use std::collections::BTreeMap;
use std::fs::{self, File};
use std::io::{self, BufReader, BufWriter, Write};
use std::path::{Path, PathBuf};

use serde::{Deserialize, Serialize};
use serde_json::{Map, Value};

use crate::calendar::MonthKey;
use crate::error::{AttendanceError, Result};
use crate::model::record::MonthlyRecord;
use crate::repository::traits::AttendanceRepository;

pub const DEFAULT_FILE_NAME: &str = "attendance.json";
pub const SCHEMA_VERSION: u32 = 1;

#[derive(Serialize, Deserialize, Debug, Default)]
#[serde(rename_all = "camelCase")]
struct StoreFile {
    schema_version: u32,
    #[serde(default)]
    records: BTreeMap<MonthKey, MonthlyRecord>,
    #[serde(flatten)]
    extra: Map<String, Value>,
}

impl StoreFile {
    // A store from a newer version keeps its version number.
    fn touch_version(&mut self) {
        self.schema_version = self.schema_version.max(SCHEMA_VERSION);
    }
}

// Version 0 stored a bare array of records.
#[derive(Deserialize)]
#[serde(untagged)]
enum OnDisk {
    Current(StoreFile),
    Legacy(Vec<MonthlyRecord>),
}

/// JSON-file attendance store: one document holding every month.
///
/// Nothing touches the disk until the first operation; that access creates
/// the directory and an empty store if they are missing.
#[derive(Clone, Debug)]
pub struct FileAttendanceRepository {
    file_path: PathBuf,
}

impl FileAttendanceRepository {
    pub fn new(base_dir: impl Into<PathBuf>) -> Self {
        Self {
            file_path: base_dir.into().join(DEFAULT_FILE_NAME),
        }
    }

    pub fn path(&self) -> &Path {
        &self.file_path
    }

    fn ensure_store(&self) -> Result<()> {
        if self.file_path.exists() {
            return Ok(());
        }
        let unavailable = |source| AttendanceError::StorageUnavailable {
            path: self.file_path.clone(),
            source,
        };
        if let Some(dir) = self.file_path.parent() {
            fs::create_dir_all(dir).map_err(unavailable)?;
        }
        let empty = StoreFile {
            schema_version: SCHEMA_VERSION,
            ..StoreFile::default()
        };
        self.write_store(&empty).map_err(unavailable)?;
        tracing::info!(path = ?self.file_path, "created attendance store");
        Ok(())
    }

    fn read_store(&self) -> Result<StoreFile> {
        self.ensure_store()?;
        let read_failure = |source| AttendanceError::ReadFailure {
            path: self.file_path.clone(),
            source,
        };
        let file = File::open(&self.file_path).map_err(read_failure)?;
        let on_disk: OnDisk = serde_json::from_reader(BufReader::new(file))
            .map_err(|e| read_failure(io::Error::from(e)))?;

        match on_disk {
            OnDisk::Current(store) => {
                if store.schema_version > SCHEMA_VERSION {
                    tracing::warn!(
                        found = store.schema_version,
                        supported = SCHEMA_VERSION,
                        "attendance store was written by a newer version"
                    );
                }
                Ok(store)
            }
            OnDisk::Legacy(records) => self.migrate_legacy(records),
        }
    }

    fn migrate_legacy(&self, records: Vec<MonthlyRecord>) -> Result<StoreFile> {
        let store = StoreFile {
            schema_version: SCHEMA_VERSION,
            records: records.into_iter().map(|r| (r.month, r)).collect(),
            extra: Map::new(),
        };
        self.write_store(&store)
            .map_err(|source| AttendanceError::WriteFailure {
                path: self.file_path.clone(),
                source,
            })?;
        tracing::info!(records = store.records.len(), "migrated legacy attendance store");
        Ok(store)
    }

    // Writes a sibling temp file and renames it over the store.
    fn write_store(&self, store: &StoreFile) -> io::Result<()> {
        let tmp_path = self.file_path.with_extension("json.tmp");
        let file = File::create(&tmp_path)?;
        let mut writer = BufWriter::new(file);
        serde_json::to_writer_pretty(&mut writer, store)?;
        writer.flush()?;
        fs::rename(&tmp_path, &self.file_path)
    }
}

impl AttendanceRepository for FileAttendanceRepository {
    fn upsert(&self, mut record: MonthlyRecord) -> Result<()> {
        record.retain_month();
        let month = record.month;
        let mut store = self.read_store()?;
        if let Some(previous) = store.records.get(&month) {
            record.inherit_extra(previous);
        }
        store.records.insert(month, record);
        store.touch_version();
        self.write_store(&store)
            .map_err(|source| AttendanceError::WriteFailure {
                path: self.file_path.clone(),
                source,
            })?;
        tracing::info!(%month, "saved attendance record");
        Ok(())
    }

    fn get(&self, month: MonthKey) -> Result<Option<MonthlyRecord>> {
        let mut store = self.read_store()?;
        let record = store.records.remove(&month);
        tracing::debug!(%month, found = record.is_some(), "loaded attendance record");
        Ok(record)
    }

    fn delete(&self, month: MonthKey) -> Result<()> {
        let mut store = self.read_store()?;
        if store.records.remove(&month).is_none() {
            return Ok(());
        }
        store.touch_version();
        self.write_store(&store)
            .map_err(|source| AttendanceError::DeleteFailure { month, source })?;
        tracing::info!(%month, "deleted attendance record");
        Ok(())
    }

    fn list(&self) -> Result<Vec<MonthlyRecord>> {
        let store = self.read_store()?;
        Ok(store.records.into_values().collect())
    }
}
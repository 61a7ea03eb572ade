use std::io;
use std::path::PathBuf;

use crate::calendar::MonthKey;

pub type Result<T> = std::result::Result<T, AttendanceError>;

/// Errors surfaced by the attendance store and its helpers.
#[derive(Debug, thiserror::Error)]
pub enum AttendanceError {
    #[error("attendance store at {path:?} is unavailable: {source}")]
    StorageUnavailable {
        path: PathBuf,
        #[source]
        source: io::Error,
    },
    #[error("failed to read attendance store {path:?}: {source}")]
    ReadFailure {
        path: PathBuf,
        #[source]
        source: io::Error,
    },
    #[error("failed to write attendance store {path:?}: {source}")]
    WriteFailure {
        path: PathBuf,
        #[source]
        source: io::Error,
    },
    #[error("failed to delete attendance for {month}: {source}")]
    DeleteFailure {
        month: MonthKey,
        #[source]
        source: io::Error,
    },
    #[error("invalid month '{0}', expected YYYY-MM")]
    InvalidMonth(String),
    #[error("invalid date '{0}', expected YYYY-MM-DD")]
    InvalidDate(String),
    #[error("year {0} is outside 0000-9999")]
    InvalidYear(i32),
    #[error("invalid config file {path:?}: {source}")]
    InvalidConfig {
        path: PathBuf,
        #[source]
        source: toml::de::Error,
    },
    #[error("could not determine home directory")]
    NoHomeDir,
    #[error("failed to render report: {0}")]
    Render(String),
}
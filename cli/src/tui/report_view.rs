use attendance_core::{
    AttendanceRepository, MonthStatus, ReportDto, YearlySummary, ATTENDANCE_TARGET_PERCENT,
    REPORT_COLUMNS,
};
use ratatui::{
    prelude::*,
    widgets::{Bar, BarChart, BarGroup, Block, BorderType, Borders, Gauge, Padding, Paragraph, Row, Table},
};

use crate::tui::app::ReportState;
use crate::tui::ui::THEME;

pub fn draw<R: AttendanceRepository>(
    frame: &mut Frame,
    report: &ReportState<'_, R>,
    header_area: Rect,
    area: Rect,
) {
    draw_header(frame, report.year, header_area);

    let Some(summary) = &report.summary else {
        frame.render_widget(
            Paragraph::new("Attendance data could not be loaded").alignment(Alignment::Center),
            area,
        );
        return;
    };

    let content_chunks = Layout::default()
        .direction(Direction::Horizontal)
        .constraints([
            Constraint::Percentage(70), // Chart + table
            Constraint::Length(1),      // Gutter
            Constraint::Percentage(30), // Info panel
        ])
        .split(area);

    let left = Layout::default()
        .direction(Direction::Vertical)
        .constraints([Constraint::Percentage(45), Constraint::Min(8)])
        .split(content_chunks[0]);

    draw_chart(frame, summary, left[0]);
    draw_table(frame, &ReportDto::from_summary(summary), left[1]);
    draw_info_panel(frame, summary, content_chunks[2]);
}

fn draw_header(frame: &mut Frame, year: i32, area: Rect) {
    let header_block = Block::default()
        .borders(Borders::BOTTOM)
        .border_style(Style::default().fg(THEME.muted));

    let header_layout = Layout::default()
        .direction(Direction::Horizontal)
        .constraints([
            Constraint::Length(20),
            Constraint::Min(1),
            Constraint::Length(30),
        ])
        .split(area);

    let app_title = Paragraph::new(Span::styled(
        "ATTENDANCE REPORT",
        Style::default().fg(THEME.primary).add_modifier(Modifier::BOLD),
    ))
    .block(Block::default().padding(Padding::new(1, 0, 1, 0)));
    frame.render_widget(app_title, header_layout[0]);

    let nav_text = Line::from(vec![
        Span::styled(" - ", Style::default().fg(THEME.text)),
        Span::styled(
            format!(" Year {} ", year),
            Style::default().fg(THEME.text).add_modifier(Modifier::BOLD),
        ),
        Span::styled(" + ", Style::default().fg(THEME.text)),
    ]);
    let nav = Paragraph::new(nav_text)
        .alignment(Alignment::Right)
        .block(Block::default().padding(Padding::new(0, 1, 1, 0)));
    frame.render_widget(nav, header_layout[2]);

    frame.render_widget(header_block, area);
}

fn draw_chart(frame: &mut Frame, summary: &YearlySummary, area: Rect) {
    let bar_items: Vec<Bar> = summary
        .statuses()
        .map(|(record, status)| {
            let color = match status {
                MonthStatus::Met => THEME.working,
                MonthStatus::NotMet => THEME.holiday,
                MonthStatus::NoData => THEME.muted,
            };
            let pct = record.attendance_percentage as u64;
            Bar::default()
                .label(&record.month.name()[..3])
                .value(pct)
                .style(Style::default().fg(color))
                .text_value(if pct > 0 { format!("{}%", pct) } else { String::new() })
        })
        .collect();

    let chart = BarChart::default()
        .block(
            Block::default()
                .borders(Borders::ALL)
                .border_type(BorderType::Rounded)
                .border_style(Style::default().fg(THEME.muted))
                .title(format!(" Monthly Attendance (target {}%) ", ATTENDANCE_TARGET_PERCENT)),
        )
        .bar_width(4)
        .bar_gap(1)
        .data(BarGroup::default().bars(&bar_items))
        .max(100);

    frame.render_widget(chart, area);
}

fn draw_table(frame: &mut Frame, report: &ReportDto, area: Rect) {
    let rows: Vec<Row> = report
        .rows
        .iter()
        .map(|row| {
            let status_style = match row.target_status.as_str() {
                "Met" => Style::default().fg(THEME.working),
                "Not Met" => Style::default().fg(THEME.holiday),
                _ => Style::default().fg(THEME.muted),
            };
            Row::new(vec![
                Span::styled(row.month.clone(), Style::default().add_modifier(Modifier::BOLD)),
                Span::raw(row.attendance.clone()),
                Span::raw(row.working_days.clone()),
                Span::raw(row.holidays.clone()),
                Span::styled(row.target_status.clone(), status_style),
            ])
        })
        .collect();

    let table = Table::new(
        rows,
        [
            Constraint::Length(10),
            Constraint::Length(12),
            Constraint::Length(13),
            Constraint::Length(9),
            Constraint::Min(8),
        ],
    )
    .header(Row::new(REPORT_COLUMNS).style(Style::default().fg(Color::Yellow)))
    .block(
        Block::default()
            .title(" Months ")
            .borders(Borders::ALL)
            .border_type(BorderType::Rounded)
            .border_style(Style::default().fg(THEME.muted)),
    );

    frame.render_widget(table, area);
}

fn draw_info_panel(frame: &mut Frame, summary: &YearlySummary, area: Rect) {
    let chunks = Layout::default()
        .direction(Direction::Vertical)
        .constraints([
            Constraint::Length(8), // Summary
            Constraint::Length(3), // Gauge
            Constraint::Min(0),
        ])
        .split(area);

    let info_text = vec![
        Line::from(vec![Span::styled("Summary", Style::default().add_modifier(Modifier::BOLD))]),
        Line::from(""),
        Line::from(vec![
            Span::styled("Average:  ", Style::default().fg(THEME.muted)),
            Span::styled(
                format!("{}%", summary.average_attendance),
                Style::default().fg(THEME.text).add_modifier(Modifier::BOLD),
            ),
        ]),
        Line::from(vec![
            Span::styled("Met:      ", Style::default().fg(THEME.muted)),
            Span::styled(
                format!("{} of {} months", summary.months_above_target, summary.months.len()),
                Style::default().fg(THEME.working).add_modifier(Modifier::BOLD),
            ),
        ]),
    ];

    let info_block = Paragraph::new(info_text).block(
        Block::default()
            .borders(Borders::ALL)
            .border_type(BorderType::Rounded)
            .border_style(Style::default().fg(THEME.muted))
            .title(" Year "),
    );
    frame.render_widget(info_block, chunks[0]);

    let average = summary.average_attendance.min(100);
    let gauge = Gauge::default()
        .block(
            Block::default()
                .title(" Average Attendance ")
                .borders(Borders::ALL)
                .border_type(BorderType::Rounded)
                .border_style(Style::default().fg(THEME.muted)),
        )
        .gauge_style(Style::default().fg(if average >= ATTENDANCE_TARGET_PERCENT {
            THEME.working
        } else {
            THEME.holiday
        }))
        .ratio(f64::from(average) / 100.0)
        .label(format!("{}%", average));

    frame.render_widget(gauge, chunks[1]);
}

---------------

◆ **Exercise details**: Look through the entries and find each line that has the string "DeleteFailure". Copy those lines.

◆ **Worked solution**:
            .map_err(|source| AttendanceError::DeleteFailure { month, source })?;
    DeleteFailure {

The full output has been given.